House Passes Bill to Bring Back the Electric Chair as Virginia's Default Method of Execution 


The House of Delegates passed legislation Wednesday that would bring back the electric chair as Virginia’s default method of execution because of difficulty obtaining the drugs used in lethal injections.

The Republican-controlled House approved Del. Jackson Miller’s bill, HB815, on a mostly party-line 62-33 vote. It now goes to the Senate, where similar measures have stalled in the past.

Virginia allows condemned inmates to choose whether to be executed by electrocution or lethal injection. Most choose injection – the electric chair was last used in 2013. If the inmate declines to choose, injection is the default method used under current law.

But the drugs used for lethal injection have become increasingly hard to obtain as more manufacturers refuse to make them available for capital punishment.

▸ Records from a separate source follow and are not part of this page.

//! Error types and result aliases.
//!
//! Defines the core `MortyError` enumeration and common `Result` type.
//! Every variant that can surface to a client maps to an HTTP status via
//! [`MortyError::status`].

use thiserror::Error;

/// Proxy-specific errors.
#[derive(Debug, Error)]
pub enum MortyError {
    /// Configuration error (startup only).
    #[error("configuration error: {0}")]
    Config(String),

    /// Request signature missing or mismatched.
    #[error("invalid \"{param}\" parameter. hint: Hash URL Parameter")]
    SignatureInvalid { param: String },

    /// Upstream request exceeded the configured timeout.
    #[error("request timeout")]
    UpstreamTimeout,

    /// DNS, TCP or TLS failure while talking to the upstream.
    #[error("upstream request failed: {0}")]
    UpstreamTransport(String),

    /// Upstream answered with a status the proxy does not relay.
    #[error("invalid response: {status} ({url})")]
    UpstreamStatus { status: u16, url: String },

    /// Redirect chain exceeded the hop limit.
    #[error("Too many redirects")]
    RedirectLimit,

    /// Upstream response carried no Content-Type header.
    #[error("invalid content type")]
    MissingContentType,

    /// Upstream Content-Type header did not parse.
    #[error("invalid content type")]
    MalformedContentType,

    /// Media type is in neither allow-list.
    #[error("forbidden content type {0}")]
    ForbiddenType(String),

    /// Declared charset could not be transcoded to UTF-8.
    #[error("charset decode failure: {0}")]
    CharsetDecodeFailure(String),

    /// Target uses a non-HTTP(S) scheme or a .onion host; only the
    /// exit-confirmation page may link it.
    #[error("refusing to fetch non-HTTP(S) target {0}")]
    UnsafeProtocol(String),

    /// A URL failed to parse.
    #[error("malformed url: {0}")]
    MalformedUrl(String),
}

impl MortyError {
    /// HTTP status code served alongside this error.
    #[must_use]
    pub fn status(&self) -> u16 {
        match self {
            Self::Config(_) | Self::UpstreamTransport(_) | Self::MalformedUrl(_) => 500,
            Self::SignatureInvalid { .. } | Self::ForbiddenType(_) | Self::UnsafeProtocol(_) => 403,
            Self::UpstreamTimeout => 504,
            Self::UpstreamStatus { status, .. } => *status,
            Self::RedirectLimit => 310,
            Self::MissingContentType | Self::MalformedContentType | Self::CharsetDecodeFailure(_) => {
                503
            }
        }
    }
}

/// Result type alias for `MortyError`.
pub type Result<T> = std::result::Result<T, MortyError>;

#[cfg(test)]
mod tests {
    use super::*;

    #[test]
    fn test_status_mapping() {
        assert_eq!(MortyError::UpstreamTimeout.status(), 504);
        assert_eq!(MortyError::RedirectLimit.status(), 310);
        assert_eq!(MortyError::MissingContentType.status(), 503);
        assert_eq!(MortyError::ForbiddenType("x".into()).status(), 403);
        assert_eq!(
            MortyError::UpstreamStatus {
                status: 418,
                url: "http://x/".into()
            }
            .status(),
            418
        );
    }

    #[test]
    fn test_signature_message_names_parameter() {
        let err = MortyError::SignatureInvalid {
            param: "mortyhash".into(),
        };
        assert_eq!(
            err.to_string(),
            "invalid \"mortyhash\" parameter. hint: Hash URL Parameter"
        );
    }
}
//! Shared test helpers.

use std::sync::Arc;

use url::Url;

use crate::config::ProxyConfig;
use crate::sanitize::proxify::RequestContext;

/// A configuration with signature checks disabled and default parameter
/// names, suitable for exercising the rewriting pipeline.
#[must_use]
pub fn create_test_config() -> Arc<ProxyConfig> {
    Arc::new(ProxyConfig {
        listen_address: "127.0.0.1:0".to_string(),
        key: None,
        ipv6: true,
        debug: false,
        request_timeout: 5,
        follow_redirect: false,
        proxy_env: false,
        http_proxy: None,
        socks5_proxy: None,
        url_param: "mortyurl".to_string(),
        hash_param: "mortyhash".to_string(),
    })
}

/// A request context for `config` with the given document base URL.
///
/// # Panics
///
/// Panics if `base` is not an absolute URL.
#[must_use]
pub fn test_context<'a>(config: &'a ProxyConfig, base: &str) -> RequestContext<'a> {
    RequestContext::new(config, Url::parse(base).expect("test base URL parses"))
}
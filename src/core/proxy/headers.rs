//! Response header hygiene.

use pingora::Result;
use pingora::http::ResponseHeader;

/// Adds the proxy's fixed response headers.
///
/// The rewritten documents already carry a no-referrer meta tag; the header
/// covers non-HTML responses too.
///
/// # Errors
///
/// Returns an error if header insertion fails.
pub fn inject_proxy_headers(header: &mut ResponseHeader) -> Result<()> {
    header.insert_header("X-Content-Type-Options", "nosniff")?;
    header.insert_header("Referrer-Policy", "no-referrer")?;
    Ok(())
}

#[cfg(test)]
mod tests {
    use super::*;

    #[test]
    fn test_inject_proxy_headers() {
        let mut header = ResponseHeader::build(200, None).unwrap();
        inject_proxy_headers(&mut header).unwrap();
        assert_eq!(
            header
                .headers
                .get("X-Content-Type-Options")
                .and_then(|v| v.to_str().ok()),
            Some("nosniff")
        );
        assert_eq!(
            header
                .headers
                .get("Referrer-Policy")
                .and_then(|v| v.to_str().ok()),
            Some("no-referrer")
        );
    }
}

Ricky Gray, one of seven men on Virginia’s death row, is scheduled to be executed March 16 for the 2006 murders of a Richmond couple and their two daughters during a robbery at their home. But state corrections officials say they have been unable to acquire the first drug in the three-drug cocktail used for lethal injection, putting Gray’s scheduled execution in doubt.

Miller’s bill provides that if the director of the Department of Corrections certifies that lethal injection is not possible, electrocution can be used instead, regardless of the prisoner’s choice.

Wednesday’s House vote came after a graphic description from Miller, R-Manassas, of Gray’s crimes. But Miller acknowledged after the vote that his measure, even if passed by the Senate and signed by the governor, would come too late for Gray to be electrocuted March 16. In the absence of an emergency clause, state laws take effect July 1.

Lisa Kinney, a spokeswoman for the Department of Corrections, said the department is trying to obtain the drugs necessary for lethal injection, but “it has become extremely difficult.”

Gray has until 15 days before his execution date to choose which method will be used. Miller speculated that if Gray chooses lethal injection and the necessary drugs are not available, the execution will have to be postponed. In that event, he said, his bill would allow the state to electrocute Gray after July 1.

“It is our job … to finish the task of justice,” Miller told his fellow delegates.